Task directions
From the listing below, set down exactly the lines between the one holding "pub fn is_usage_report(&self)" and the one holding "let mut octet5 = 0u8;", inclusive. No other line is wanted.

Source material
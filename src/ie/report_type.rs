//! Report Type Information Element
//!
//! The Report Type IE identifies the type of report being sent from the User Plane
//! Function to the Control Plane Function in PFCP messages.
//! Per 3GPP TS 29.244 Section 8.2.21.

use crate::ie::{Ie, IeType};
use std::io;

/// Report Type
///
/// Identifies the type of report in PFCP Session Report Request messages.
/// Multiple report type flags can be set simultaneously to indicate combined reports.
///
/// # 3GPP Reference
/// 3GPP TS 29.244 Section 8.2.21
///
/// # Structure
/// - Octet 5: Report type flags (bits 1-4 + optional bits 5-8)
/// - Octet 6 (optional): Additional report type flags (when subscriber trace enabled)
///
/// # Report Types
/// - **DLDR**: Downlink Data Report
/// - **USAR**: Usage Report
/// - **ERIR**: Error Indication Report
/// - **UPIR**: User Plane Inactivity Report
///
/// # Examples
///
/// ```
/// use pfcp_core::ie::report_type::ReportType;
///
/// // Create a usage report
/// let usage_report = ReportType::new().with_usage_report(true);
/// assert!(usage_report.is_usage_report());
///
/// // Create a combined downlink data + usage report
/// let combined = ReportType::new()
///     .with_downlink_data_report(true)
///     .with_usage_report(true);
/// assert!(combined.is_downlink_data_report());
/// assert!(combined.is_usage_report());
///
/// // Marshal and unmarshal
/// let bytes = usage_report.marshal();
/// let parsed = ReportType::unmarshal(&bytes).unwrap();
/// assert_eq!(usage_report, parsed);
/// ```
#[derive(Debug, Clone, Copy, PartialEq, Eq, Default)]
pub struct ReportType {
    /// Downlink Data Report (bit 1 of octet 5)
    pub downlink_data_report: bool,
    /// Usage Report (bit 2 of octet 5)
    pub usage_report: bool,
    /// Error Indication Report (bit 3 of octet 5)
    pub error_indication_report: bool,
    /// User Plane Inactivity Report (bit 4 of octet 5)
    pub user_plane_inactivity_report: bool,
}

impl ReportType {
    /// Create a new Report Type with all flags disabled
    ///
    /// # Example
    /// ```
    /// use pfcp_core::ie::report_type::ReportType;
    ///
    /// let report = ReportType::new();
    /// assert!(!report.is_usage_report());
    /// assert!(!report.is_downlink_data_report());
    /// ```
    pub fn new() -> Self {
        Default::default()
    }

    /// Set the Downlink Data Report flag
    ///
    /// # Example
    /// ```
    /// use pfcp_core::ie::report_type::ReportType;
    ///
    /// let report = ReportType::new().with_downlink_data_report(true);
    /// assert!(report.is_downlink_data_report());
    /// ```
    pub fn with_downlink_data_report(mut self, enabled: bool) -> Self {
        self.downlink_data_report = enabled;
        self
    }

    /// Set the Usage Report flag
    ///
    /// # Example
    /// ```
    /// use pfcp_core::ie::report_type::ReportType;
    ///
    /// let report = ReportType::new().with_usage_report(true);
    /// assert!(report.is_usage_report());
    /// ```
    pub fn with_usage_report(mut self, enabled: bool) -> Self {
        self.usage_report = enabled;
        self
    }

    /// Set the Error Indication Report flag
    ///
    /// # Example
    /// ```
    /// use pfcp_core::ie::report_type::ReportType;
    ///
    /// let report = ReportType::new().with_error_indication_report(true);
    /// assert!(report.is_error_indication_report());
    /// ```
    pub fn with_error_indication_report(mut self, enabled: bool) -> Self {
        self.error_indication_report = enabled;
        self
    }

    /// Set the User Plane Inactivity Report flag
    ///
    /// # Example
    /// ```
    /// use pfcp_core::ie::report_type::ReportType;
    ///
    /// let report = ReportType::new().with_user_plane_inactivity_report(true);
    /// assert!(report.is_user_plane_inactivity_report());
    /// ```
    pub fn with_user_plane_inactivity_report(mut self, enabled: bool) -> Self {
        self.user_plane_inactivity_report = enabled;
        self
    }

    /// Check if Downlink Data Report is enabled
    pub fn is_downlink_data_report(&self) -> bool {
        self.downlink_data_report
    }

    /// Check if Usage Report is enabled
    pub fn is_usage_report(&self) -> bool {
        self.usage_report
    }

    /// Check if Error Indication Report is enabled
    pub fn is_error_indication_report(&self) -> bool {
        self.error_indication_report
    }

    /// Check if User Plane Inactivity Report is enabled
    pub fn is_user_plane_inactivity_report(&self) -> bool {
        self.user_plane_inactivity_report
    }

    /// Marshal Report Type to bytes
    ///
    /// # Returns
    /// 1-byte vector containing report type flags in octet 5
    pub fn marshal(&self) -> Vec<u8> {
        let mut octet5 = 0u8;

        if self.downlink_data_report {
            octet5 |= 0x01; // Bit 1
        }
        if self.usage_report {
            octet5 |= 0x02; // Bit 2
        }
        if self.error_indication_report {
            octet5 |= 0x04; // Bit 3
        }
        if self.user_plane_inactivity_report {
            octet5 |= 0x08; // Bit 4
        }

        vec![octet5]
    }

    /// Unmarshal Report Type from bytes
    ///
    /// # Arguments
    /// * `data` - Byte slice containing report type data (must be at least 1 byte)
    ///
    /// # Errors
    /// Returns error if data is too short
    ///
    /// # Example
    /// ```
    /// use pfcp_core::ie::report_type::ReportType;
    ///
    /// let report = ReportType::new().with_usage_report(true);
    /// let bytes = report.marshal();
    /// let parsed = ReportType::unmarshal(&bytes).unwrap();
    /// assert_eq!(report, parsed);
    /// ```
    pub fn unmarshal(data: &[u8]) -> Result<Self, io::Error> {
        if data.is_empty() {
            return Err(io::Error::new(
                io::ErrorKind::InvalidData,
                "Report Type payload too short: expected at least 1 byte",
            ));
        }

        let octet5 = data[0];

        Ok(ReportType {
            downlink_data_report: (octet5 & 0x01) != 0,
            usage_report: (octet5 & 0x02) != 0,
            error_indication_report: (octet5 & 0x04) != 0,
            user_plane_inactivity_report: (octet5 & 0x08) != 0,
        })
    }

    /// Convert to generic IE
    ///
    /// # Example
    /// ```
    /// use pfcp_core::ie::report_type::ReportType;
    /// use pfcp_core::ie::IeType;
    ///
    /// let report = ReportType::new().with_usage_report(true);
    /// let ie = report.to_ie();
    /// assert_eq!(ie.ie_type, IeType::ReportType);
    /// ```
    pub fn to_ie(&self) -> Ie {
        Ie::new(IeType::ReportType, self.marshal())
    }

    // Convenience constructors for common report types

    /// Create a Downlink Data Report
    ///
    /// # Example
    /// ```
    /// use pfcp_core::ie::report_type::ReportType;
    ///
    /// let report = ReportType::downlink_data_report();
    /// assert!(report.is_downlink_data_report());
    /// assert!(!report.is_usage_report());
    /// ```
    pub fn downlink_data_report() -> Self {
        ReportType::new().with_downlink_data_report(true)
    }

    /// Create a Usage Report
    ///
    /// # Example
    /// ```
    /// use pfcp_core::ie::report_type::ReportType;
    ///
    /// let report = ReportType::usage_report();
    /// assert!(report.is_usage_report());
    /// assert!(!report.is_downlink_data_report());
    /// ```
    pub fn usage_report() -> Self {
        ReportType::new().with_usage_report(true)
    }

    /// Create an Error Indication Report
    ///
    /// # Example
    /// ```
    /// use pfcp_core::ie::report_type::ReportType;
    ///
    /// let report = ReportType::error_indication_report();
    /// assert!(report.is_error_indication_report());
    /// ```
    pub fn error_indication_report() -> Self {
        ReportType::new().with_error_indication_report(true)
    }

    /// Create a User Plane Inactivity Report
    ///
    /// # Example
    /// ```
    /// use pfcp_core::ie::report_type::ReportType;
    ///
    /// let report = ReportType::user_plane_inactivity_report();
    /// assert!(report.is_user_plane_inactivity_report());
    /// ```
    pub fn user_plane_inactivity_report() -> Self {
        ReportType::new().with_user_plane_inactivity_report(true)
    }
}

Result
    pub fn is_usage_report(&self) -> bool {
        self.usage_report
    }

    /// Check if Error Indication Report is enabled
    pub fn is_error_indication_report(&self) -> bool {
        self.error_indication_report
    }

    /// Check if User Plane Inactivity Report is enabled
    pub fn is_user_plane_inactivity_report(&self) -> bool {
        self.user_plane_inactivity_report
    }

    /// Marshal Report Type to bytes
    ///
    /// # Returns
    /// 1-byte vector containing report type flags in octet 5
    pub fn marshal(&self) -> Vec<u8> {
        let mut octet5 = 0u8;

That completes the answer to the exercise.